■ WHAT IS BEING ASKED
One number should be the full reply: how many lines of the material below contain "collect".

■ RECORDS FOR THIS EXERCISE
_ _ _ _ _

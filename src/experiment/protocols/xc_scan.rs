//! Cross-correlation scan.
//!
//! Records one transformed spectrum per delay and stacks them into a map
//! (delay × pixel) used to characterize probe chirp. Kerr mode first reads a
//! shutter-closed background that is subtracted from the channel average of
//! every later spectrum.

use async_trait::async_trait;
use parking_lot::Mutex;
use serde_json::json;
use std::path::PathBuf;
use std::sync::Arc;
use tracing::{info, warn};

use crate::data::transform::{channel_average, kerr_signal};
use crate::data::{ColumnTable, MeasurementMode, ResultSink, TsvFileSink};
use crate::error::AppResult;
use crate::experiment::context::{ProgressCycle, ScanContext};
use crate::experiment::events::{Measurement, ScanUpdate, ShutterState};
use crate::experiment::points::{ScanPointSet, StageRange};
use crate::experiment::protocols::{acquire_spectrum, set_shutter, ScanProtocol, NO_CHOICES};
use crate::experiment::{Collaborators, Experiment, ScanPlan, START_EVENT};
use crate::hardware::capabilities::{Axis, Camera, Output};
use crate::hardware::registry::{BindingContext, Bound};
use crate::modules::Module;
use crate::property::{PropertyKind, PropertySet, PropertySpec};

#[derive(Default)]
struct XcMap {
    mode: Option<MeasurementMode>,
    background: Option<Vec<f64>>,
    rows: Vec<(f64, Vec<f64>)>,
}

/// Cross-correlation experiment.
pub struct XcScan {
    properties: PropertySet,
    cameras: Collaborators<dyn Camera>,
    axes: Collaborators<dyn Axis>,
    shutters: Collaborators<dyn Output>,
    sink: Arc<dyn ResultSink>,
    map: Mutex<XcMap>,
}

impl XcScan {
    /// Experiment saving through a [`TsvFileSink`].
    pub fn new() -> AppResult<Self> {
        let mut specs = vec![
            PropertySpec::new("Camera", PropertyKind::Choice, 0).choices(NO_CHOICES),
            PropertySpec::new("Type", PropertyKind::Choice, 3).choices(MeasurementMode::CHOICES),
            PropertySpec::new("# of Frames", PropertyKind::Spin, 100).info(json!([2, 20000])),
            PropertySpec::new("Axis", PropertyKind::Choice, 0).choices(NO_CHOICES),
        ];
        specs.extend(StageRange::property_specs(-300.0, 300.0, 20.0));
        specs.extend([
            PropertySpec::new("Shutter", PropertyKind::Choice, 0).choices(NO_CHOICES),
            PropertySpec::new("Save Last", PropertyKind::Button, "Save").event("on_save"),
            PropertySpec::new("Save To", PropertyKind::File, "xc_scan.dat").info("save"),
            PropertySpec::new("Progress", PropertyKind::Progress, 0),
            PropertySpec::new("Start", PropertyKind::Button, "Scan").event(START_EVENT),
        ]);
        Ok(Self {
            properties: PropertySet::from_specs(specs)?,
            cameras: Collaborators::new(),
            axes: Collaborators::new(),
            shutters: Collaborators::new(),
            sink: Arc::new(TsvFileSink::new()),
            map: Mutex::new(XcMap::default()),
        })
    }

    /// Default save location, relative to `dir`.
    pub fn with_output_dir(self, dir: &str) -> AppResult<Self> {
        let file = PathBuf::from(dir).join("xc_scan.dat");
        self.properties
            .set_value("save to", file.to_string_lossy().into_owned())?;
        Ok(self)
    }

    /// Write results through `sink` instead of the file system.
    pub fn with_sink(mut self, sink: Arc<dyn ResultSink>) -> Self {
        self.sink = sink;
        self
    }

    /// Write the map to "Save To": one row per delay in ascending order, the
    /// delay first, then the pixels. Returns whether anything was written.
    pub fn save(&self) -> AppResult<bool> {
        let map = self.map.lock();
        if map.rows.is_empty() {
            warn!(experiment = self.name(), "nothing to save yet");
            return Ok(false);
        }
        let mut rows: Vec<Vec<f64>> = map
            .rows
            .iter()
            .map(|(t, row)| std::iter::once(*t).chain(row.iter().copied()).collect())
            .collect();
        rows.sort_by(|a, b| a[0].total_cmp(&b[0]));

        let path = PathBuf::from(self.properties.value("save to")?.as_text().trim());
        self.sink.write_table(&path, &ColumnTable::from_rows(rows)?)?;
        info!(experiment = self.name(), path = %path.display(), delays = map.rows.len(), "cross-correlation saved");
        Ok(true)
    }

    /// Number of delays recorded in the current map.
    pub fn recorded_delays(&self) -> usize {
        self.map.lock().rows.len()
    }
}

#[async_trait]
impl Module for XcScan {
    fn name(&self) -> &str {
        "XC Scan"
    }

    fn properties(&self) -> &PropertySet {
        &self.properties
    }

    async fn initialize(&self, ctx: &BindingContext<'_>) -> AppResult<()> {
        self.cameras.bind(&self.properties, "camera", ctx.cameras())?;
        self.axes.bind(&self.properties, "axis", ctx.axes())?;
        self.shutters.bind(&self.properties, "shutter", ctx.outputs())
    }

    fn handle_event(&self, event: &str) -> AppResult<()> {
        match event {
            "on_axis_range_change" => StageRange::normalize(&self.properties),
            "on_save" => self.save().map(|_| ()),
            _ => Ok(()),
        }
    }
}

impl Experiment for XcScan {
    fn prepare(&self) -> AppResult<ScanPlan> {
        let snapshot = self.properties.snapshot();
        let camera = self.cameras.require(snapshot.index("camera")?, self.name(), "camera")?;
        let axis = self.axes.require(snapshot.index("axis")?, self.name(), "axis")?;
        let shutter = self.shutters.require(snapshot.index("shutter")?, self.name(), "shutter")?;
        let mode = MeasurementMode::from_index(snapshot.index("type")?);
        let frames = snapshot.count("frames")?;
        let points = StageRange::from_snapshot(&snapshot)?.points()?;

        *self.map.lock() = XcMap {
            mode: Some(mode),
            ..XcMap::default()
        };
        self.properties.set_value("progress", 0.0)?;
        info!(experiment = self.name(), %mode, frames, points = points.len(), "cross-correlation prepared");

        let protocol = XcScanProtocol {
            camera: camera.clone(),
            axis: axis.clone(),
            shutter: shutter.clone(),
            mode,
            frames,
            points,
            completed: 0,
        };
        Ok(ScanPlan::new(protocol)
            .using(&camera)
            .using(&axis)
            .using(&shutter))
    }

    fn on_update(&self, update: &ScanUpdate) -> AppResult<()> {
        let Measurement::Spectrum(frame) = &update.measurement else {
            return Ok(());
        };
        if let Some(progress) = update.progress {
            self.properties.set_value("progress", progress)?;
        }
        if frame.degraded {
            warn!(
                experiment = self.name(),
                position = update.position,
                background = update.point.is_none(),
                "placeholder spectrum left out of the map"
            );
            return Ok(());
        }

        let mut map = self.map.lock();
        let Some(mode) = map.mode else {
            return Ok(());
        };

        if update.point.is_none() {
            if mode == MeasurementMode::Kerr {
                map.background = Some(channel_average(&frame.channel_a, &frame.channel_b));
            }
            return Ok(());
        }

        let row = if mode == MeasurementMode::Kerr {
            let Some(background) = map.background.as_deref() else {
                warn!(experiment = self.name(), "Kerr spectrum without background skipped");
                return Ok(());
            };
            kerr_signal(&frame.channel_a, &frame.channel_b, background)
        } else {
            mode.transform(&frame.ratio)
        };
        map.rows.push((update.position, row));
        Ok(())
    }
}

// =============================================================================
// Protocol
// =============================================================================

struct XcScanProtocol {
    camera: Bound<dyn Camera>,
    axis: Bound<dyn Axis>,
    shutter: Bound<dyn Output>,
    mode: MeasurementMode,
    frames: usize,
    points: ScanPointSet,
    completed: usize,
}

#[async_trait]
impl ScanProtocol for XcScanProtocol {
    async fn run(&mut self, ctx: &ScanContext) -> AppResult<()> {
        if !ctx.sleep(ctx.timing().pre_scan_delay()).await {
            return Ok(());
        }

        if self.mode == MeasurementMode::Kerr {
            set_shutter(&self.shutter, ShutterState::Closed).await?;
            let frame = acquire_spectrum(&self.camera, self.frames, ctx).await?;
            if ctx.is_cancelled() {
                return Ok(());
            }
            ctx.update(ScanUpdate {
                set: 0,
                point: None,
                position: self.points.first(),
                shutter: ShutterState::Closed,
                measurement: Measurement::Spectrum(frame),
                progress: None,
            })
            .await?;
        }
        set_shutter(&self.shutter, ShutterState::Open).await?;

        let visit = self.points.visit_order().to_vec();
        let mut progress = ProgressCycle::stepped(visit.len());
        // 0 % was shown when the scan was prepared
        progress.advance();

        for (point, &position) in visit.iter().enumerate() {
            if !ctx.move_axis(self.axis.device().as_ref(), position).await? {
                return Ok(());
            }
            let frame = acquire_spectrum(&self.camera, self.frames, ctx).await?;
            if ctx.is_cancelled() {
                return Ok(());
            }
            ctx.update(ScanUpdate {
                set: 0,
                point: Some(point),
                position,
                shutter: ShutterState::Open,
                measurement: Measurement::Spectrum(frame),
                progress: Some(progress.advance()),
            })
            .await?;
        }
        self.completed = 1;
        Ok(())
    }

    async fn cleanup(&mut self, ctx: &ScanContext) -> AppResult<()> {
        let homed = ctx
            .return_axis(self.axis.device().as_ref(), self.points.first())
            .await;
        let closed = set_shutter(&self.shutter, ShutterState::Closed).await;
        homed?;
        closed
    }

    fn completed_sets(&self) -> usize {
        self.completed
    }
}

_ _ _ _ _

■ RESULT OF THIS EXERCISE
2